Bu gerçekten kim saklanabilir?
Kim inkar edebilir ki doğarken ağlamadığını ya da bana doğum sancısı ile gözyaşı tatmamış bir kadını göstermeniz mümkün mü? Beni önce anneme sorun diyor çocuk… O, göz yaşının rengini en iyi tanımlayan bakışlara sahip…
Yıl 1980, mevsim cemrenin toprağa henüz düşmediği Şubat’ın ilk günü, yalan değilse böyle söyler takvimler. Şehir görmemiş bir kadını tekmeleyerek hayata fırlamış çocuk, yani ben, artık acelem neyse… Bir anneyi üzmek, ağlatmak ve canını acıtmak daha doğum esnasında başlar… Çocuğun ağlayarak dünyaya gözlerini açması da bundandır.
Yaşamın omuzlara yüklediği sorumluluk dışında, bir de bedeline razı olduğumuz olaylar vardır. Dedim ya hani cemrenin toprağa henüz düşmediği, fezanın eteklerindeki kara bulutların dağılmadığı esnada uyanmışım hayata ve ben ki acının ahengini dünyanın en güzel kadınının çektiği acı ile tanıdım.

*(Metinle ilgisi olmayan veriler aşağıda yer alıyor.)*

//! Shared fixtures for unit tests.

use chrono::{NaiveDate, TimeZone, Utc};
use setuplab_core::{Direction, PriceBar, SetupCandidate};

pub fn session(day: u32) -> NaiveDate {
    NaiveDate::from_ymd_opt(2024, 3, day).unwrap()
}

/// Bullish setup on 2024-03-`day`: zone 100..101, stop 98, targets 103/105.
pub fn setup(id: &str, setup_type: &str, day: u32) -> SetupCandidate {
    SetupCandidate {
        id: id.into(),
        session_date: session(day),
        setup_type: setup_type.into(),
        direction: Direction::Bullish,
        regime: None,
        tier: None,
        gate_status: None,
        entry_low: 100.0,
        entry_high: 101.0,
        stop_price: 98.0,
        target1_price: 103.0,
        target2_price: Some(105.0),
        first_seen_at: None,
        triggered_at: None,
        trade_management: None,
        risk_anchor_stop: None,
    }
}

/// Epoch milliseconds for `hour:minute` UTC on 2024-03-`day`.
pub fn ts(day: u32, hour: u32, minute: u32) -> i64 {
    Utc.with_ymd_and_hms(2024, 3, day, hour, minute, 0)
        .unwrap()
        .timestamp_millis()
}

/// Session that triggers in the zone, then rallies through both targets.
pub fn winning_bars(day: u32) -> Vec<PriceBar> {
    vec![
        PriceBar::new(ts(day, 14, 30), 102.0, 102.0, 100.5, 100.8),
        PriceBar::new(ts(day, 14, 31), 100.8, 103.5, 100.6, 103.2),
        PriceBar::new(ts(day, 14, 32), 103.2, 105.5, 103.0, 105.2),
    ]
}

/// Session that triggers in the zone, then falls through the stop.
pub fn losing_bars(day: u32) -> Vec<PriceBar> {
    vec![
        PriceBar::new(ts(day, 14, 30), 102.0, 102.0, 100.5, 100.8),
        PriceBar::new(ts(day, 14, 31), 100.8, 101.0, 97.5, 97.8),
    ]
}
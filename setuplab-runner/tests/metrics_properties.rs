//! Property tests for the metrics aggregator and candidate grid.
//!
//! 1. Rates stay within [0, 100] and the t2 rate never exceeds the t1 rate
//! 2. Wilson bounds bracket the point estimate
//! 3. The conservative score never beats the naive score
//! 4. Every grid starts with a single baseline and has unique labels

use chrono::DateTime;
use proptest::prelude::*;
use setuplab_core::{EvaluatedOutcome, FinalOutcome};
use setuplab_runner::{candidate_grid, FamilyMetrics, ObjectiveWeights, SetupFamily};
use std::collections::BTreeSet;

// ── Strategies (proptest) ────────────────────────────────────────────

fn arb_final() -> impl Strategy<Value = Option<FinalOutcome>> {
    prop_oneof![
        Just(None),
        Just(Some(FinalOutcome::T2BeforeStop)),
        Just(Some(FinalOutcome::T1BeforeStop)),
        Just(Some(FinalOutcome::StopBeforeT1)),
        Just(Some(FinalOutcome::ExpiredUnresolved)),
    ]
}

fn arb_outcome() -> impl Strategy<Value = EvaluatedOutcome> {
    (any::<bool>(), arb_final(), -1.5..3.0_f64).prop_map(|(triggered, final_outcome, r)| {
        let at = DateTime::from_timestamp(1_709_303_400, 0);
        if !triggered {
            return EvaluatedOutcome::default();
        }
        EvaluatedOutcome {
            triggered_at: at,
            resolved_at: final_outcome.and(at),
            final_outcome,
            realized_r: final_outcome.map(|_| r),
            ..Default::default()
        }
    })
}

fn arb_family() -> impl Strategy<Value = SetupFamily> {
    prop::sample::select(SetupFamily::ALL.to_vec())
}

// ── Properties ──────────────────────────────────────────────────────

proptest! {
    #[test]
    fn rates_are_bounded(outcomes in prop::collection::vec(arb_outcome(), 0..60)) {
        let m = FamilyMetrics::compute(&outcomes, &ObjectiveWeights::default());
        for rate in [m.t1_win_rate_pct, m.t2_win_rate_pct, m.failure_rate_pct, m.positive_realized_rate_pct] {
            prop_assert!((0.0..=100.0).contains(&rate), "rate {rate} out of range");
        }
        prop_assert!(m.t2_win_rate_pct <= m.t1_win_rate_pct);
        prop_assert!(m.resolved <= m.triggered && m.triggered <= m.opportunities);
        prop_assert!(!m.objective_naive.is_nan() && !m.objective_conservative.is_nan());
    }

    #[test]
    fn wilson_bounds_bracket_point(outcomes in prop::collection::vec(arb_outcome(), 0..60)) {
        let m = FamilyMetrics::compute(&outcomes, &ObjectiveWeights::default());
        for ci in [m.t1_confidence, m.t2_confidence, m.failure_confidence] {
            prop_assert!(ci.lower_pct >= 0.0 && ci.upper_pct <= 100.0);
            prop_assert!(ci.lower_pct <= ci.point_pct + 1e-9);
            prop_assert!(ci.point_pct <= ci.upper_pct + 1e-9);
        }
    }

    #[test]
    fn conservative_never_beats_naive(outcomes in prop::collection::vec(arb_outcome(), 0..60)) {
        let m = FamilyMetrics::compute(&outcomes, &ObjectiveWeights::default());
        // Each score is rounded to cents on its own.
        prop_assert!(
            m.objective_conservative <= m.objective_naive + 0.011,
            "conservative {} > naive {}",
            m.objective_conservative,
            m.objective_naive
        );
    }

    #[test]
    fn grids_have_one_baseline_and_unique_labels(
        family in arb_family(),
        partial in 0.0..1.0_f64,
        fast in any::<bool>(),
    ) {
        let grid = candidate_grid(family, partial, fast);
        prop_assert!(grid[0].is_baseline());
        prop_assert_eq!(grid.iter().filter(|c| c.is_baseline()).count(), 1);
        let labels: BTreeSet<_> = grid.iter().map(|c| c.label.as_str()).collect();
        prop_assert_eq!(labels.len(), grid.len());
    }
}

Nihayet doğum günüm kutlu olsun…
Şerefine bir çoğumuzun kadeh kaldırdığı ve kahkahalarla üflediğimiz mum ışıklarının hepsi yalan… Gerçek olan tek şey, o da geride bıraktığımızı zannettiğimiz göz yaşları…
Doğmak bir kadının hayatını gasp etmektir çoğu zaman, işte delili…
Anne olmak hayatın en zor işidir…
Doğdu çocuk… Emdi, yedi, içti ve sonra utanmadan anne sen beni anlamıyorsun, bana ne yaptın ki, madem öyle doğurmasaydın, ben mi doğmayı istedim dedi. Bunca yüzsüzlüğün ardına sığınarak anneyi üzmeye devam etti…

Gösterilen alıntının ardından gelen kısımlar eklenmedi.